▶ _Problem description_:
Each line of the data below containing "types" needs to be listed.

▶ _Data records_:
++++++++
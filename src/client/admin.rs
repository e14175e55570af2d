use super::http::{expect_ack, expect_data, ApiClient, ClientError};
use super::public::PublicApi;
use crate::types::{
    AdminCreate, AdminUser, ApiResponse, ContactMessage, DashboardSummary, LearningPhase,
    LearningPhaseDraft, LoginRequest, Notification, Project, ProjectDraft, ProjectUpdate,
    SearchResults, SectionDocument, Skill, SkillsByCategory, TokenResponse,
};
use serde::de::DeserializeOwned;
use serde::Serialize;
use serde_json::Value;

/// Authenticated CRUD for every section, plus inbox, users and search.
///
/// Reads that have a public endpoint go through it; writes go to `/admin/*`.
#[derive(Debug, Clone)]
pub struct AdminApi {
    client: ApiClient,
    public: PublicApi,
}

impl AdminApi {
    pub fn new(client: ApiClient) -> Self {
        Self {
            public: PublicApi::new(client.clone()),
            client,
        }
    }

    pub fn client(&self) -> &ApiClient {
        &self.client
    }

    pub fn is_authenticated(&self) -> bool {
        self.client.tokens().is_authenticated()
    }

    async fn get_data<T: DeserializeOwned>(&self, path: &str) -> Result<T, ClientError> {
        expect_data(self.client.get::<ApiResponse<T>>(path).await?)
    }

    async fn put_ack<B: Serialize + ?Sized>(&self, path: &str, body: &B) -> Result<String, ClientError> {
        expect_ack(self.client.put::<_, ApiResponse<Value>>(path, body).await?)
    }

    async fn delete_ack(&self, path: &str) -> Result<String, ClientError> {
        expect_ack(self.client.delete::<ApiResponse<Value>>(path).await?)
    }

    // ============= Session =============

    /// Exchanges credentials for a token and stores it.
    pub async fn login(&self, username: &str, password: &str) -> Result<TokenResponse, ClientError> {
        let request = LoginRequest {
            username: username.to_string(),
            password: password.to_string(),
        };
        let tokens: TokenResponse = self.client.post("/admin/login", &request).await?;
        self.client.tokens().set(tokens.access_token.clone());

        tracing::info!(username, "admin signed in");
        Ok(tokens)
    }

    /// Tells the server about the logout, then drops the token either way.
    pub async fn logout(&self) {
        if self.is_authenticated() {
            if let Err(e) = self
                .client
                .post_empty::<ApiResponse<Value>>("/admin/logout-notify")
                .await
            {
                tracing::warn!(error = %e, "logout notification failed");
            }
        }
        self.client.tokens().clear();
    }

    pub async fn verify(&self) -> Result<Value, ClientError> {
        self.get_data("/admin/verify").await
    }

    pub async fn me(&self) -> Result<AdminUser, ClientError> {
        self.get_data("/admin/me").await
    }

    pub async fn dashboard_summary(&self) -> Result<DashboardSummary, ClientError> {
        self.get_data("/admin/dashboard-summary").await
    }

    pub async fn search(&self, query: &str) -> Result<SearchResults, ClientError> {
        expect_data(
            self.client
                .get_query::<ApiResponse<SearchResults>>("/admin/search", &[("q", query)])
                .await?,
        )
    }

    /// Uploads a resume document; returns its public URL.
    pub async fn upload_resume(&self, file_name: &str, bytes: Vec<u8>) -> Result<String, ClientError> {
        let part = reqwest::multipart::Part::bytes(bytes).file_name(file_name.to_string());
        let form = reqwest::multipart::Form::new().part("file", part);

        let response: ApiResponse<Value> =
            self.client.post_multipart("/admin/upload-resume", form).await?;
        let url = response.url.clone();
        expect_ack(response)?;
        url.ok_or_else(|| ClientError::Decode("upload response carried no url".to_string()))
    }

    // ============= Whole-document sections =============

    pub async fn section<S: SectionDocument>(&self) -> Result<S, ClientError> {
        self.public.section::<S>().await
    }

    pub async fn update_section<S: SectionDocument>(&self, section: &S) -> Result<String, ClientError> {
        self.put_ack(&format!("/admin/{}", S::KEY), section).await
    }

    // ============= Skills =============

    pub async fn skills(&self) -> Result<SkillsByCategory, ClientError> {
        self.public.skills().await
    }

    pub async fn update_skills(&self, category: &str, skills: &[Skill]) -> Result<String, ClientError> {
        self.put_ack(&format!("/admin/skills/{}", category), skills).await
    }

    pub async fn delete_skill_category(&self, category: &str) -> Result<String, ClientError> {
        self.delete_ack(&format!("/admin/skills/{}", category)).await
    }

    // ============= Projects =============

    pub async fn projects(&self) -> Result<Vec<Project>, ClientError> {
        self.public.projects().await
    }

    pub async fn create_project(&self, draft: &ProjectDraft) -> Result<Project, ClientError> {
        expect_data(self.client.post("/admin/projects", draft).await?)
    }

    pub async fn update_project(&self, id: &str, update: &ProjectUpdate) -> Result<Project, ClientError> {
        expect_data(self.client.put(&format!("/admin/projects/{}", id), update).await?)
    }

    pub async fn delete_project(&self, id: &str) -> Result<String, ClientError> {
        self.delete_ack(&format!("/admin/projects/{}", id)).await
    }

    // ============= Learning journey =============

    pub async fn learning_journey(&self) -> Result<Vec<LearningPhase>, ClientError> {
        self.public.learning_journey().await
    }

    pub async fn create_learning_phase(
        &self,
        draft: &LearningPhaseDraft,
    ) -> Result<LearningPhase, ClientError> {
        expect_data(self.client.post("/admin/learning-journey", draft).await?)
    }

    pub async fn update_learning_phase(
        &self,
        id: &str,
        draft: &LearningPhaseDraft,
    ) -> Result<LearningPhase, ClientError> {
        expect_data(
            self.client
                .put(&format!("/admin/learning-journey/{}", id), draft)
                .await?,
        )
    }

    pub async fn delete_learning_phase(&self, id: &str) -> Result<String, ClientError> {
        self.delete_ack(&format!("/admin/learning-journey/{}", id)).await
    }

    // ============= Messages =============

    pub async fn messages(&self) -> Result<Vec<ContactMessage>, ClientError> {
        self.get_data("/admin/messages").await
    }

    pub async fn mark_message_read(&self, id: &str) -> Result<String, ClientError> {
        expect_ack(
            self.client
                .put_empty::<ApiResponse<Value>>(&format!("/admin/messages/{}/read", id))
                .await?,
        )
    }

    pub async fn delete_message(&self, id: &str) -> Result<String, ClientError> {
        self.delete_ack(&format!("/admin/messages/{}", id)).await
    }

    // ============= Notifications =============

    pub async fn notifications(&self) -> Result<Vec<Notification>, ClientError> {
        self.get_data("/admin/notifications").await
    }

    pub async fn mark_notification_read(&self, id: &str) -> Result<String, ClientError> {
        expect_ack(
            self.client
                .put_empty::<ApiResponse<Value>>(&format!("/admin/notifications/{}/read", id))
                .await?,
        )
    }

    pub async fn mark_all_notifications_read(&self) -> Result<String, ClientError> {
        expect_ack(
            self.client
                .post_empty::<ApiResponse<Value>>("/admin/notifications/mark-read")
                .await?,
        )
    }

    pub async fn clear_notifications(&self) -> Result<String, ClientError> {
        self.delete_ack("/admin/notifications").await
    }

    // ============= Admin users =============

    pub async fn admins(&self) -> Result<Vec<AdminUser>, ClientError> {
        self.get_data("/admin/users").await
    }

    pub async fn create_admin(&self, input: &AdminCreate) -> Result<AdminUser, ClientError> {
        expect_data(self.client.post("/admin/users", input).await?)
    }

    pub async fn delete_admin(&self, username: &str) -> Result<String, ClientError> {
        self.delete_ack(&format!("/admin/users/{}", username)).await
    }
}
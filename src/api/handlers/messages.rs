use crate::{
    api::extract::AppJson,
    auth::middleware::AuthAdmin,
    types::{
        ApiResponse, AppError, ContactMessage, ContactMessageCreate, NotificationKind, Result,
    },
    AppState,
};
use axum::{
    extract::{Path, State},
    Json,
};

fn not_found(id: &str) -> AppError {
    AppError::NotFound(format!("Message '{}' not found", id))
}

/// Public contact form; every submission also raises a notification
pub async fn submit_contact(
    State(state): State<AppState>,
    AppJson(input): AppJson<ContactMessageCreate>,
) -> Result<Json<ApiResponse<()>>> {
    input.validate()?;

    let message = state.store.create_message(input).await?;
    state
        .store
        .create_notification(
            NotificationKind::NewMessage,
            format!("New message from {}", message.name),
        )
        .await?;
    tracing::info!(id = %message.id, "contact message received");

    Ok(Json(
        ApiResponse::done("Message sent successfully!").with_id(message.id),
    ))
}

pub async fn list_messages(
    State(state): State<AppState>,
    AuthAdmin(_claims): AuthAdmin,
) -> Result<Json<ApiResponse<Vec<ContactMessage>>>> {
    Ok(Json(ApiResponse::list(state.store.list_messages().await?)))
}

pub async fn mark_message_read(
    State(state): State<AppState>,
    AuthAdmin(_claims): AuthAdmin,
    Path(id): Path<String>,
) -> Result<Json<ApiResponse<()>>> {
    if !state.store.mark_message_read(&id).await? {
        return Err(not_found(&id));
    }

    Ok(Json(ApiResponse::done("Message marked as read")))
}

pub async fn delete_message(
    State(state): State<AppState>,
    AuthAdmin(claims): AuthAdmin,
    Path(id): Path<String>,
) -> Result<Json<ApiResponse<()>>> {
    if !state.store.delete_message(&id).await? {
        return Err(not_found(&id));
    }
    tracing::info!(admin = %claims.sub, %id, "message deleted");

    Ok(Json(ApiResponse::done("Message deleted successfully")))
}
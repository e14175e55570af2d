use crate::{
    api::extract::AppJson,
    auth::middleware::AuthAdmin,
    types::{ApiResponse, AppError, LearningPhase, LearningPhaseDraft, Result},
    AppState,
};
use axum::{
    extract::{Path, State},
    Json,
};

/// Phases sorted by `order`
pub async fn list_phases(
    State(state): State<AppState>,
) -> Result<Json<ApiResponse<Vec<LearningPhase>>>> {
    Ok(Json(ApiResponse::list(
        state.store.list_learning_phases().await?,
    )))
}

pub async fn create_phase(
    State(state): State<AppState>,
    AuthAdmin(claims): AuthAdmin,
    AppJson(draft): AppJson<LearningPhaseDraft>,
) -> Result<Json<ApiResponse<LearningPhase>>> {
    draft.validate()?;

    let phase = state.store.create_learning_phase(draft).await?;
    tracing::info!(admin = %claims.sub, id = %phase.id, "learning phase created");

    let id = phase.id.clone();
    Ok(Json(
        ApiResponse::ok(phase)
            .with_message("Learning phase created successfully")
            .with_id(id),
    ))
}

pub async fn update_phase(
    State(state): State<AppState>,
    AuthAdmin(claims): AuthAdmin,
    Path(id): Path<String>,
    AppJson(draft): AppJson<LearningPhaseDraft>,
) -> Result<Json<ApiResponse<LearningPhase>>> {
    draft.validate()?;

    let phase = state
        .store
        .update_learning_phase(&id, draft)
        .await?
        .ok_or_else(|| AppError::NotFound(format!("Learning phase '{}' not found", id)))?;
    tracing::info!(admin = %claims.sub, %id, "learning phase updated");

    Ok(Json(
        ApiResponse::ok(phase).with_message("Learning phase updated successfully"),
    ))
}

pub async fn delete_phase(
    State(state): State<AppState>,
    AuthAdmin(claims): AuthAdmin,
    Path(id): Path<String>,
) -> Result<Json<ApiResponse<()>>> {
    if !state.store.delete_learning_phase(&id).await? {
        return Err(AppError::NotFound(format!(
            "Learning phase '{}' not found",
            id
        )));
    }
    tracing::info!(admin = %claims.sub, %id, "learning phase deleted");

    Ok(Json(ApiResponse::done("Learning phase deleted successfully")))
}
++++++++
▶ _Exercise answer_:
use crate::types::{
    types::{
    types::{ApiResponse, AppError, LearningPhase, LearningPhaseDraft, Result},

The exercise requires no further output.